BEGIN INPUT RECORDS
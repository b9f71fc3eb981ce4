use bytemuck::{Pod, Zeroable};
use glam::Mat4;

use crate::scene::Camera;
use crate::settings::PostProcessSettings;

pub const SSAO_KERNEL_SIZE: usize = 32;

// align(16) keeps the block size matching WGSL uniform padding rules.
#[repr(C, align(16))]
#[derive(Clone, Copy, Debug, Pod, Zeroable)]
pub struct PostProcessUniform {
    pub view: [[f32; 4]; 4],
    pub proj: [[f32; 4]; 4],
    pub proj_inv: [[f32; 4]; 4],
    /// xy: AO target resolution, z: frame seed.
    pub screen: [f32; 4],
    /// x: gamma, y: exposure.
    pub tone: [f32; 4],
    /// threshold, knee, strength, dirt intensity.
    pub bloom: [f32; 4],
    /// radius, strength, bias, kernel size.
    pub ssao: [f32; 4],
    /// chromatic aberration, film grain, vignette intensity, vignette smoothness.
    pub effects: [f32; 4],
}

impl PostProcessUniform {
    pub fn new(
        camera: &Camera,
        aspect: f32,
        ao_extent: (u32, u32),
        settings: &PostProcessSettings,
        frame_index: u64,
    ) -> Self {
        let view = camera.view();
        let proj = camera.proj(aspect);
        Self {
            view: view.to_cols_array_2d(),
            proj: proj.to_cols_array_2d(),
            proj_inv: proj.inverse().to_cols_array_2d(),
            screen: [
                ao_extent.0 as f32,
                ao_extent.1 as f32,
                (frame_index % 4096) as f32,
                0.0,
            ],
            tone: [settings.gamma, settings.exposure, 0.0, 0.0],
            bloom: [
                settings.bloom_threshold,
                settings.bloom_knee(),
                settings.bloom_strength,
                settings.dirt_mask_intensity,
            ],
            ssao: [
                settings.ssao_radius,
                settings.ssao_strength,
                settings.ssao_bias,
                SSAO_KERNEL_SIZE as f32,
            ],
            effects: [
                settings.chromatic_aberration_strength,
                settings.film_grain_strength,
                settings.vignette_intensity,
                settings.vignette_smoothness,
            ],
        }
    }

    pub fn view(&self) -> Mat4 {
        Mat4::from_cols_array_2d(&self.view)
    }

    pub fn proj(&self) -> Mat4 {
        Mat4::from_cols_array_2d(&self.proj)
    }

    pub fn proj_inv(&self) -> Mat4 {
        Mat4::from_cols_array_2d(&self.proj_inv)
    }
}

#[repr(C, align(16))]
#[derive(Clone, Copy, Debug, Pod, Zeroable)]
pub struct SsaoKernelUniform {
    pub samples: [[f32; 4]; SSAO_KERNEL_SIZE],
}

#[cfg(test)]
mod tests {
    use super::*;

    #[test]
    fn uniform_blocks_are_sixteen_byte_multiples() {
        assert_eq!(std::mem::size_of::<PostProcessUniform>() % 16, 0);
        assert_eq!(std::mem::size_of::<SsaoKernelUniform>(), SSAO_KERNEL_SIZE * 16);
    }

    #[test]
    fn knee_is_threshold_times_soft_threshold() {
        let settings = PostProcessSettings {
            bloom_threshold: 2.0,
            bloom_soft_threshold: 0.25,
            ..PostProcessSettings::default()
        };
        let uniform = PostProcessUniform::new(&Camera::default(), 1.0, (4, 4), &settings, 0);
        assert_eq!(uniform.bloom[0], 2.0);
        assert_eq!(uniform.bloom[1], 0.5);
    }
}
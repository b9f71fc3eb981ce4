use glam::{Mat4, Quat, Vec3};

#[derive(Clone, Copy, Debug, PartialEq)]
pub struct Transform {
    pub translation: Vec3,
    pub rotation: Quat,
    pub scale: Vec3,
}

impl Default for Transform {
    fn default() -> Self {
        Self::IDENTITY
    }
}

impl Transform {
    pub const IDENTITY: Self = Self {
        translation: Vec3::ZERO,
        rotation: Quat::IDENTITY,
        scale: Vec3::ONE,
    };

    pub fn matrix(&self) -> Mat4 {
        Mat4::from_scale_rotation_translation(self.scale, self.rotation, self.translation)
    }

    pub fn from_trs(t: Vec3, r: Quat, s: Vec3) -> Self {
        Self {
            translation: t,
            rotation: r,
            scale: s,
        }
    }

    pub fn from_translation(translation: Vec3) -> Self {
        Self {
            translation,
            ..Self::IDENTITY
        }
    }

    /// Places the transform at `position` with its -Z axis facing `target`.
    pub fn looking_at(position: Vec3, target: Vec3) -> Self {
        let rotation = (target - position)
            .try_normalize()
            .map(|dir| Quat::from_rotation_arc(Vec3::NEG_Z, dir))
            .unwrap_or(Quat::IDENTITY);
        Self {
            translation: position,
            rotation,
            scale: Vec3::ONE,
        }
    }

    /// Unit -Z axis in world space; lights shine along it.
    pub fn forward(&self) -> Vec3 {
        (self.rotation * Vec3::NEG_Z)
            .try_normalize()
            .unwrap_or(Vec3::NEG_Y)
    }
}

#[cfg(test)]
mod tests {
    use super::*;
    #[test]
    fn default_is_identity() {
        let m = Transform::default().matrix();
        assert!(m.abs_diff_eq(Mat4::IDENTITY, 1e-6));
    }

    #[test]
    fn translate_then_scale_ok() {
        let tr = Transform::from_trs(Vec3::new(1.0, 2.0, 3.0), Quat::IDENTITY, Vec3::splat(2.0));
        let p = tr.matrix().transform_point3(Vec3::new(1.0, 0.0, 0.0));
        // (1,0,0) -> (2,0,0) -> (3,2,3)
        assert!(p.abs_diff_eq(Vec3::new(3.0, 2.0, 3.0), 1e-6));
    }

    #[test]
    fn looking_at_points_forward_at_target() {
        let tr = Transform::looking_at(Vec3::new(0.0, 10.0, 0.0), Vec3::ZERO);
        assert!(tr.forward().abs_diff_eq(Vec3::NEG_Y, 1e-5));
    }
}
END INPUT RECORDS
BEGIN INPUT RECORDS
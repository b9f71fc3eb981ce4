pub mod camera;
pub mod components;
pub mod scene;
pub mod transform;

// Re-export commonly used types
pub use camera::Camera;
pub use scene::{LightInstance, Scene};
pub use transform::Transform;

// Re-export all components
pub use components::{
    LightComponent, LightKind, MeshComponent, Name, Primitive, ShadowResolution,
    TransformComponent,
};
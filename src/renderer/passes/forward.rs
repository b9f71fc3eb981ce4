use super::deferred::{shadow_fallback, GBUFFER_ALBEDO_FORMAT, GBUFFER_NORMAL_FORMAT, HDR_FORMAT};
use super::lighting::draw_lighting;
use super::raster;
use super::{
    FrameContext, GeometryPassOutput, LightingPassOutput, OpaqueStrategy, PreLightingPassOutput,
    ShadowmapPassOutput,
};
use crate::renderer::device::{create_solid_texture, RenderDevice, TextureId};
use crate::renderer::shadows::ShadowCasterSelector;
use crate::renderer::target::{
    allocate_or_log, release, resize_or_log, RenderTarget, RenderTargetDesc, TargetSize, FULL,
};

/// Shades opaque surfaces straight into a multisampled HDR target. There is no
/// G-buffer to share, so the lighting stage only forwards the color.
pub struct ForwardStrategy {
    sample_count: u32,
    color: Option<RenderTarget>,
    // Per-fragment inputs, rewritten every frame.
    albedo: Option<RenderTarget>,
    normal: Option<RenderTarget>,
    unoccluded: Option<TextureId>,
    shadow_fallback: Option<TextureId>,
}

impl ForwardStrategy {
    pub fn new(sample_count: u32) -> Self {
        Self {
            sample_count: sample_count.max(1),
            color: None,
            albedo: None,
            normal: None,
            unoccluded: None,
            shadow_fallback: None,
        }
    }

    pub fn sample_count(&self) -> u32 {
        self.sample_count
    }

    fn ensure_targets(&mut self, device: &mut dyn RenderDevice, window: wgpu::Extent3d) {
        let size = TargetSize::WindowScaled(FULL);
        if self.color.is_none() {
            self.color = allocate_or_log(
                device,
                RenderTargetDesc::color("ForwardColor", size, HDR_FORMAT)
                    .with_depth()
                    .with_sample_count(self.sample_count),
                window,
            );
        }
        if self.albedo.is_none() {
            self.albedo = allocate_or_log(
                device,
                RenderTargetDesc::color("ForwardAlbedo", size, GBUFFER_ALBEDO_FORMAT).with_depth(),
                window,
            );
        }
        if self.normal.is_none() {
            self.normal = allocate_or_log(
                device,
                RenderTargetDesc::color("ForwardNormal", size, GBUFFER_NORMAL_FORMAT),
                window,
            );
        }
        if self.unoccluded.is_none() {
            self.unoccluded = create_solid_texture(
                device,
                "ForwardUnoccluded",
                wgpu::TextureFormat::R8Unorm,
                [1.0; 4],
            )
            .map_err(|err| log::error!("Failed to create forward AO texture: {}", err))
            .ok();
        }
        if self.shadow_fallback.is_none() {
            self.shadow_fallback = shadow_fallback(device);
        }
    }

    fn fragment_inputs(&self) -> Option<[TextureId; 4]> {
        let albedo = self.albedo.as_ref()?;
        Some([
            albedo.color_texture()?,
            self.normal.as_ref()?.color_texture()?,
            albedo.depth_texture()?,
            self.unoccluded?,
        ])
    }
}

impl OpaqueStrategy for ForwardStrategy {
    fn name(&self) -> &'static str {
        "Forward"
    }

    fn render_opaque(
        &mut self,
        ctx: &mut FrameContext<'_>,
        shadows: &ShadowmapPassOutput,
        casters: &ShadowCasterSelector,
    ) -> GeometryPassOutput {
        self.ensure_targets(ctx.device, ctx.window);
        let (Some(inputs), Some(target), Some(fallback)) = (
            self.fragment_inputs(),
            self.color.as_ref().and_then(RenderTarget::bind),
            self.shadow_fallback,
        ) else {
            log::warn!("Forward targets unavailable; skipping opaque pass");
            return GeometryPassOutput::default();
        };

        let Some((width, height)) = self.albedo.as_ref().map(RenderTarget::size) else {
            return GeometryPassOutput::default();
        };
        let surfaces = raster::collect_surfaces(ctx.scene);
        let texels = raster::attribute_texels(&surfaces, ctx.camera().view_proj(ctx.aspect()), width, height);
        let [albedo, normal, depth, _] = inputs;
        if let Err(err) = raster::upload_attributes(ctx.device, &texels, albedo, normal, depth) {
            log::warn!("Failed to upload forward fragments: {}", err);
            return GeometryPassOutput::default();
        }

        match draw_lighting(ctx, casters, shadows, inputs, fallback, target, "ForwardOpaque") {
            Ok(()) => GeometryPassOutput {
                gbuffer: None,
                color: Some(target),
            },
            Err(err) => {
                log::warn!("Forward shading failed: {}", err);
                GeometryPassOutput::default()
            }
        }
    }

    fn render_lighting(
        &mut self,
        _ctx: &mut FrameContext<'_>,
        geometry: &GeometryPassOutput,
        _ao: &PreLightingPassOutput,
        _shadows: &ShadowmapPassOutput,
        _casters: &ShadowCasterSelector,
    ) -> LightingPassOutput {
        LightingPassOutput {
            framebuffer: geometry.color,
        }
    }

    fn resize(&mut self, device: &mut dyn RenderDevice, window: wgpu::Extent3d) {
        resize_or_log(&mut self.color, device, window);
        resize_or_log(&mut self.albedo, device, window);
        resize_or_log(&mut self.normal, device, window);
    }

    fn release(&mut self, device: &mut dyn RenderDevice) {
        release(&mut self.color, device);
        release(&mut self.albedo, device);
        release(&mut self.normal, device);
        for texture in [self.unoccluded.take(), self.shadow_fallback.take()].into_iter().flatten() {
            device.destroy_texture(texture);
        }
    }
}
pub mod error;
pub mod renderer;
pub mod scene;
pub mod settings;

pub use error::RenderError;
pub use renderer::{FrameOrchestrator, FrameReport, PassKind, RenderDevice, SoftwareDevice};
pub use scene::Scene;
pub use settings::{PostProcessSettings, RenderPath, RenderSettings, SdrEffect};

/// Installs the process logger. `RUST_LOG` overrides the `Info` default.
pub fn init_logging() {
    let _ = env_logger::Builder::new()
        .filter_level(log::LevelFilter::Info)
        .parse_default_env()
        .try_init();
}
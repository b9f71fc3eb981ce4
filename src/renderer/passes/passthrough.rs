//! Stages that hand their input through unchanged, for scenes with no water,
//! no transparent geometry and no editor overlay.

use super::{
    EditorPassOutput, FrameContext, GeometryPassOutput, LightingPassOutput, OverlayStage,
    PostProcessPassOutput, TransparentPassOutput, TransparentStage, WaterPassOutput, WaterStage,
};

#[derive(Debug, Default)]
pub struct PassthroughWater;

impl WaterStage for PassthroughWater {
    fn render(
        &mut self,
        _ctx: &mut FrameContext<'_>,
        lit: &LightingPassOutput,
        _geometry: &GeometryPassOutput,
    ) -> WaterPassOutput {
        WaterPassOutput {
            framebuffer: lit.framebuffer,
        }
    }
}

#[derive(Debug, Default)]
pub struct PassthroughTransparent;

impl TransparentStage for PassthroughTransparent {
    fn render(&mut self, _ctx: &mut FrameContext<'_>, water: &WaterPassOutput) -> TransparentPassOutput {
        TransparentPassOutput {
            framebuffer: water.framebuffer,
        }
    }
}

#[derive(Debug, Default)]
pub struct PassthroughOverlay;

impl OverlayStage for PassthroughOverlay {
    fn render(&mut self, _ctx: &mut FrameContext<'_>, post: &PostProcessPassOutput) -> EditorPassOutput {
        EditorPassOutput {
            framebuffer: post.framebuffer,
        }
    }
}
END INPUT RECORDS
BEGIN INPUT RECORDS
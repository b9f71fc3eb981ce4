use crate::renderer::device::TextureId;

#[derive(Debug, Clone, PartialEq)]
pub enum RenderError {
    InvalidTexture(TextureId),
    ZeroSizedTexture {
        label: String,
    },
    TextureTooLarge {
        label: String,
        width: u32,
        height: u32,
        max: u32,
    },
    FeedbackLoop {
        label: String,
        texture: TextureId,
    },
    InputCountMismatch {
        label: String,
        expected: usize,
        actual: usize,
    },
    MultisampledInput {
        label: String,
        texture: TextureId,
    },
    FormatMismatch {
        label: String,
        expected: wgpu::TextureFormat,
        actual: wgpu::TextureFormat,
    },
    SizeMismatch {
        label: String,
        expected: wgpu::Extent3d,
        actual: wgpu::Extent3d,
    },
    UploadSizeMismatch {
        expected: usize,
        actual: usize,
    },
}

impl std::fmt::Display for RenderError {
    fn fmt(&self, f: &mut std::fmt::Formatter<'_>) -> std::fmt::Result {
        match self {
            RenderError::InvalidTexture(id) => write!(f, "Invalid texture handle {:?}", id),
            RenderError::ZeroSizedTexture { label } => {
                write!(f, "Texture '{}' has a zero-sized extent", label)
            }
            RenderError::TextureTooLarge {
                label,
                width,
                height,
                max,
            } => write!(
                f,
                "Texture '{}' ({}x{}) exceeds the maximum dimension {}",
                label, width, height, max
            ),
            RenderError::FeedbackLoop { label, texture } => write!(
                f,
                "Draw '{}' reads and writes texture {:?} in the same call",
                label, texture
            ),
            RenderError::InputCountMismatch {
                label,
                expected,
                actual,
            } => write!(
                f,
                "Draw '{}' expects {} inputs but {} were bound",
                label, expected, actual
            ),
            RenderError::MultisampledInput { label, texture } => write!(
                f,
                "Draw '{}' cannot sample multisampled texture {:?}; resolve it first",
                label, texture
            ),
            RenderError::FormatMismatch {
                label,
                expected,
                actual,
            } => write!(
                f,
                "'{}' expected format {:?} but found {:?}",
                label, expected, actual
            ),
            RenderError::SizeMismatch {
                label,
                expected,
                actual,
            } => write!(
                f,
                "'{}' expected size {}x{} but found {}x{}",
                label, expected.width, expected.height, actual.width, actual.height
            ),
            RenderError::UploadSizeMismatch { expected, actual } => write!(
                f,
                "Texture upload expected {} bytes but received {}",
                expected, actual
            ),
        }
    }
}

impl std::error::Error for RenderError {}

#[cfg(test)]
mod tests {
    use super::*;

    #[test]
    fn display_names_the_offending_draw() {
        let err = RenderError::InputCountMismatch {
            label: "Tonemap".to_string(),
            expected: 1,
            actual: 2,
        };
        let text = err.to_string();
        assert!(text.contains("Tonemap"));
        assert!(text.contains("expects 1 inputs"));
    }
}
END INPUT RECORDS
WORK INSTRUCTIONS: In the entries above, the lines from the one bearing "pub use error::RenderError;" up to and including the one bearing "impl OverlayStage for" should be transcribed exactly; no other line is wanted.

EXERCISE RESULT:
pub use error::RenderError;
pub use renderer::{FrameOrchestrator, FrameReport, PassKind, RenderDevice, SoftwareDevice};
pub use scene::Scene;
pub use settings::{PostProcessSettings, RenderPath, RenderSettings, SdrEffect};

/// Installs the process logger. `RUST_LOG` overrides the `Info` default.
pub fn init_logging() {
    let _ = env_logger::Builder::new()
        .filter_level(log::LevelFilter::Info)
        .parse_default_env()
        .try_init();
}
repository b9f71fc3eb981ce4
filename src/renderer/passes/passthrough.rs
//! Stages that hand their input through unchanged, for scenes with no water,
//! no transparent geometry and no editor overlay.

use super::{
    EditorPassOutput, FrameContext, GeometryPassOutput, LightingPassOutput, OverlayStage,
    PostProcessPassOutput, TransparentPassOutput, TransparentStage, WaterPassOutput, WaterStage,
};

#[derive(Debug, Default)]
pub struct PassthroughWater;

impl WaterStage for PassthroughWater {
    fn render(
        &mut self,
        _ctx: &mut FrameContext<'_>,
        lit: &LightingPassOutput,
        _geometry: &GeometryPassOutput,
    ) -> WaterPassOutput {
        WaterPassOutput {
            framebuffer: lit.framebuffer,
        }
    }
}

#[derive(Debug, Default)]
pub struct PassthroughTransparent;

impl TransparentStage for PassthroughTransparent {
    fn render(&mut self, _ctx: &mut FrameContext<'_>, water: &WaterPassOutput) -> TransparentPassOutput {
        TransparentPassOutput {
            framebuffer: water.framebuffer,
        }
    }
}

#[derive(Debug, Default)]
pub struct PassthroughOverlay;

impl OverlayStage for PassthroughOverlay {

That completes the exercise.